• _GIVEN RECORDS_:
//! Pane and window metadata, `-F` format strings and their parsers.

use serde::{Deserialize, Serialize};

use crate::error::TmuxError;

/// Tab-delimited format string for `tmux list-panes -F`.
pub const LIST_PANES_FORMAT: &str = "#{window_id}\t#{window_name}\t#{pane_id}\t#{pane_current_command}\t#{pane_current_path}\t#{pane_title}\t#{pane_width}\t#{pane_height}\t#{pane_active}";

/// Tab-delimited format string for `tmux list-windows -F`.
pub const LIST_WINDOWS_FORMAT: &str =
    "#{window_id}\t#{window_name}\t#{pane_current_path}\t#{pane_current_command}";

#[derive(Debug, Clone, PartialEq, Eq, Default, Serialize, Deserialize)]
pub struct PaneInfo {
    pub window_id: String,
    pub window_name: String,
    pub pane_id: String,
    pub current_cmd: String,
    pub current_path: String,
    pub pane_title: String,
    pub width: u16,
    pub height: u16,
    pub active: bool,
}

#[derive(Debug, Clone, PartialEq, Eq, Default, Serialize, Deserialize)]
pub struct WindowInfo {
    pub window_id: String,
    pub window_name: String,
    /// Working directory of the window's active pane.
    pub current_path: String,
    pub current_cmd: String,
}

/// Known interactive shells. A window whose pane runs one of these has no
/// live agent process.
const SHELL_CMDS: &[&str] = &[
    "zsh", "bash", "fish", "sh", "csh", "tcsh", "ksh", "dash", "nu", "pwsh",
];

pub fn is_shell_command(current_cmd: &str) -> bool {
    let lower = current_cmd.trim().to_ascii_lowercase();
    let lower = lower.trim_start_matches('-');
    SHELL_CMDS.iter().any(|&s| lower == s)
}

pub fn parse_list_panes_output(output: &str) -> Result<Vec<PaneInfo>, TmuxError> {
    parse_lines(output, parse_pane_line)
}

pub fn parse_list_windows_output(output: &str) -> Result<Vec<WindowInfo>, TmuxError> {
    parse_lines(output, parse_window_line)
}

fn parse_lines<T>(
    output: &str,
    parse: fn(&str, usize) -> Result<T, TmuxError>,
) -> Result<Vec<T>, TmuxError> {
    let mut items = Vec::new();
    for (idx, line) in output.lines().enumerate() {
        if line.trim().is_empty() {
            continue;
        }
        items.push(parse(line, idx + 1)?);
    }
    Ok(items)
}

fn parse_pane_line(line: &str, line_num: usize) -> Result<PaneInfo, TmuxError> {
    let parts: Vec<&str> = line.split('\t').collect();
    if parts.len() < 9 {
        return Err(TmuxError::ParseError {
            line_num,
            detail: format!("expected 9 tab-separated fields, got {}", parts.len()),
        });
    }

    Ok(PaneInfo {
        window_id: parts[0].to_string(),
        window_name: parts[1].to_string(),
        pane_id: parts[2].to_string(),
        current_cmd: parts[3].to_string(),
        current_path: parts[4].to_string(),
        pane_title: parts[5].to_string(),
        width: parts[6].trim().parse::<u16>().unwrap_or(80),
        height: parts[7].trim().parse::<u16>().unwrap_or(24),
        active: parse_bool(parts[8]),
    })
}

fn parse_window_line(line: &str, line_num: usize) -> Result<WindowInfo, TmuxError> {
    let parts: Vec<&str> = line.split('\t').collect();
    if parts.len() < 2 {
        return Err(TmuxError::ParseError {
            line_num,
            detail: format!("expected at least 2 tab-separated fields, got {}", parts.len()),
        });
    }
    let field = |i: usize| parts.get(i).map(|s| s.to_string()).unwrap_or_default();

    Ok(WindowInfo {
        window_id: field(0),
        window_name: field(1),
        current_path: field(2),
        current_cmd: field(3),
    })
}

fn parse_bool(s: &str) -> bool {
    matches!(s.trim(), "1" | "true")
}

#[cfg(test)]
mod tests {
    use super::*;

    #[test]
    fn parse_single_pane() {
        let line = "@0\tproject-x\t%0\tclaude\t/home/user/p\tclaude code\t200\t50\t1";
        let pane = parse_pane_line(line, 1).expect("should parse");
        assert_eq!(pane.window_id, "@0");
        assert_eq!(pane.window_name, "project-x");
        assert_eq!(pane.pane_id, "%0");
        assert_eq!(pane.current_cmd, "claude");
        assert_eq!(pane.current_path, "/home/user/p");
        assert_eq!(pane.width, 200);
        assert_eq!(pane.height, 50);
        assert!(pane.active);
    }

    #[test]
    fn parse_multiple_panes_skips_blank_lines() {
        let output = [
            "@0\tdev\t%0\tzsh\t/home\ttitle0\t200\t50\t1",
            "",
            "@0\tdev\t%1\tclaude\t/home\tclaude\t200\t50\t0",
        ]
        .join("\n");
        let panes = parse_list_panes_output(&output).expect("should parse");
        assert_eq!(panes.len(), 2);
        assert!(!panes[1].active);
    }

    #[test]
    fn parse_too_few_fields_error() {
        let err = parse_list_panes_output("@0\tdev\t%0").expect_err("too short");
        assert!(matches!(err, TmuxError::ParseError { line_num: 1, .. }));
    }

    #[test]
    fn parse_invalid_dimensions_default() {
        let line = "@0\tdev\t%0\tzsh\t/home\ttitle\tXX\tYY\t1";
        let pane = parse_pane_line(line, 1).expect("should parse");
        assert_eq!((pane.width, pane.height), (80, 24));
    }

    #[test]
    fn parse_windows() {
        let output = "@1\tproject-x\t/work/x\tclaude\n@4\tnotes\t/work/n\tzsh\n";
        let windows = parse_list_windows_output(output).expect("should parse");
        assert_eq!(windows.len(), 2);
        assert_eq!(windows[0].window_name, "project-x");
        assert_eq!(windows[1].current_cmd, "zsh");
    }

    #[test]
    fn parse_window_with_missing_trailing_fields() {
        let windows = parse_list_windows_output("@2\tbare").expect("should parse");
        assert_eq!(windows[0].current_path, "");
    }

    #[test]
    fn shell_detection() {
        for shell in ["zsh", "bash", "-zsh", "fish"] {
            assert!(is_shell_command(shell), "{shell} should be a shell");
        }
        assert!(!is_shell_command("claude"));
        assert!(!is_shell_command("node"));
    }
}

• _ASSIGNED TASK_: Write out all the material exactly.

• _RESPONSE BELOW_:
//! Pane and window metadata, `-F` format strings and their parsers.

use serde::{Deserialize, Serialize};

use crate::error::TmuxError;

/// Tab-delimited format string for `tmux list-panes -F`.
pub const LIST_PANES_FORMAT: &str = "#{window_id}\t#{window_name}\t#{pane_id}\t#{pane_current_command}\t#{pane_current_path}\t#{pane_title}\t#{pane_width}\t#{pane_height}\t#{pane_active}";

/// Tab-delimited format string for `tmux list-windows -F`.
pub const LIST_WINDOWS_FORMAT: &str =
    "#{window_id}\t#{window_name}\t#{pane_current_path}\t#{pane_current_command}";

#[derive(Debug, Clone, PartialEq, Eq, Default, Serialize, Deserialize)]
pub struct PaneInfo {
    pub window_id: String,
    pub window_name: String,
    pub pane_id: String,
    pub current_cmd: String,
    pub current_path: String,
    pub pane_title: String,
    pub width: u16,
    pub height: u16,
    pub active: bool,
}

#[derive(Debug, Clone, PartialEq, Eq, Default, Serialize, Deserialize)]
pub struct WindowInfo {
    pub window_id: String,
    pub window_name: String,
    /// Working directory of the window's active pane.
    pub current_path: String,
    pub current_cmd: String,
}

/// Known interactive shells. A window whose pane runs one of these has no
/// live agent process.
const SHELL_CMDS: &[&str] = &[
    "zsh", "bash", "fish", "sh", "csh", "tcsh", "ksh", "dash", "nu", "pwsh",
];

pub fn is_shell_command(current_cmd: &str) -> bool {
    let lower = current_cmd.trim().to_ascii_lowercase();
    let lower = lower.trim_start_matches('-');
    SHELL_CMDS.iter().any(|&s| lower == s)
}

pub fn parse_list_panes_output(output: &str) -> Result<Vec<PaneInfo>, TmuxError> {
    parse_lines(output, parse_pane_line)
}

pub fn parse_list_windows_output(output: &str) -> Result<Vec<WindowInfo>, TmuxError> {
    parse_lines(output, parse_window_line)
}

fn parse_lines<T>(
    output: &str,
    parse: fn(&str, usize) -> Result<T, TmuxError>,
) -> Result<Vec<T>, TmuxError> {
    let mut items = Vec::new();
    for (idx, line) in output.lines().enumerate() {
        if line.trim().is_empty() {
            continue;
        }
        items.push(parse(line, idx + 1)?);
    }
    Ok(items)
}

fn parse_pane_line(line: &str, line_num: usize) -> Result<PaneInfo, TmuxError> {
    let parts: Vec<&str> = line.split('\t').collect();
    if parts.len() < 9 {
        return Err(TmuxError::ParseError {
            line_num,
            detail: format!("expected 9 tab-separated fields, got {}", parts.len()),
        });
    }

    Ok(PaneInfo {
        window_id: parts[0].to_string(),
        window_name: parts[1].to_string(),
        pane_id: parts[2].to_string(),
        current_cmd: parts[3].to_string(),
        current_path: parts[4].to_string(),
        pane_title: parts[5].to_string(),
        width: parts[6].trim().parse::<u16>().unwrap_or(80),
        height: parts[7].trim().parse::<u16>().unwrap_or(24),
        active: parse_bool(parts[8]),
    })
}

fn parse_window_line(line: &str, line_num: usize) -> Result<WindowInfo, TmuxError> {
    let parts: Vec<&str> = line.split('\t').collect();
    if parts.len() < 2 {
        return Err(TmuxError::ParseError {
            line_num,
            detail: format!("expected at least 2 tab-separated fields, got {}", parts.len()),
        });
    }
    let field = |i: usize| parts.get(i).map(|s| s.to_string()).unwrap_or_default();

    Ok(WindowInfo {
        window_id: field(0),
        window_name: field(1),
        current_path: field(2),
        current_cmd: field(3),
    })
}

fn parse_bool(s: &str) -> bool {
    matches!(s.trim(), "1" | "true")
}

#[cfg(test)]
mod tests {
    use super::*;

    #[test]
    fn parse_single_pane() {
        let line = "@0\tproject-x\t%0\tclaude\t/home/user/p\tclaude code\t200\t50\t1";
        let pane = parse_pane_line(line, 1).expect("should parse");
        assert_eq!(pane.window_id, "@0");
        assert_eq!(pane.window_name, "project-x");
        assert_eq!(pane.pane_id, "%0");
        assert_eq!(pane.current_cmd, "claude");
        assert_eq!(pane.current_path, "/home/user/p");
        assert_eq!(pane.width, 200);
        assert_eq!(pane.height, 50);
        assert!(pane.active);
    }

    #[test]
    fn parse_multiple_panes_skips_blank_lines() {
        let output = [
            "@0\tdev\t%0\tzsh\t/home\ttitle0\t200\t50\t1",
            "",
            "@0\tdev\t%1\tclaude\t/home\tclaude\t200\t50\t0",
        ]
        .join("\n");
        let panes = parse_list_panes_output(&output).expect("should parse");
        assert_eq!(panes.len(), 2);
        assert!(!panes[1].active);
    }

    #[test]
    fn parse_too_few_fields_error() {
        let err = parse_list_panes_output("@0\tdev\t%0").expect_err("too short");
        assert!(matches!(err, TmuxError::ParseError { line_num: 1, .. }));
    }

    #[test]
    fn parse_invalid_dimensions_default() {
        let line = "@0\tdev\t%0\tzsh\t/home\ttitle\tXX\tYY\t1";
        let pane = parse_pane_line(line, 1).expect("should parse");
        assert_eq!((pane.width, pane.height), (80, 24));
    }

    #[test]
    fn parse_windows() {
        let output = "@1\tproject-x\t/work/x\tclaude\n@4\tnotes\t/work/n\tzsh\n";
        let windows = parse_list_windows_output(output).expect("should parse");
        assert_eq!(windows.len(), 2);
        assert_eq!(windows[0].window_name, "project-x");
        assert_eq!(windows[1].current_cmd, "zsh");
    }

    #[test]
    fn parse_window_with_missing_trailing_fields() {
        let windows = parse_list_windows_output("@2\tbare").expect("should parse");
        assert_eq!(windows[0].current_path, "");
    }

    #[test]
    fn shell_detection() {
        for shell in ["zsh", "bash", "-zsh", "fish"] {
            assert!(is_shell_command(shell), "{shell} should be a shell");
        }
        assert!(!is_shell_command("claude"));
        assert!(!is_shell_command("node"));
    }
}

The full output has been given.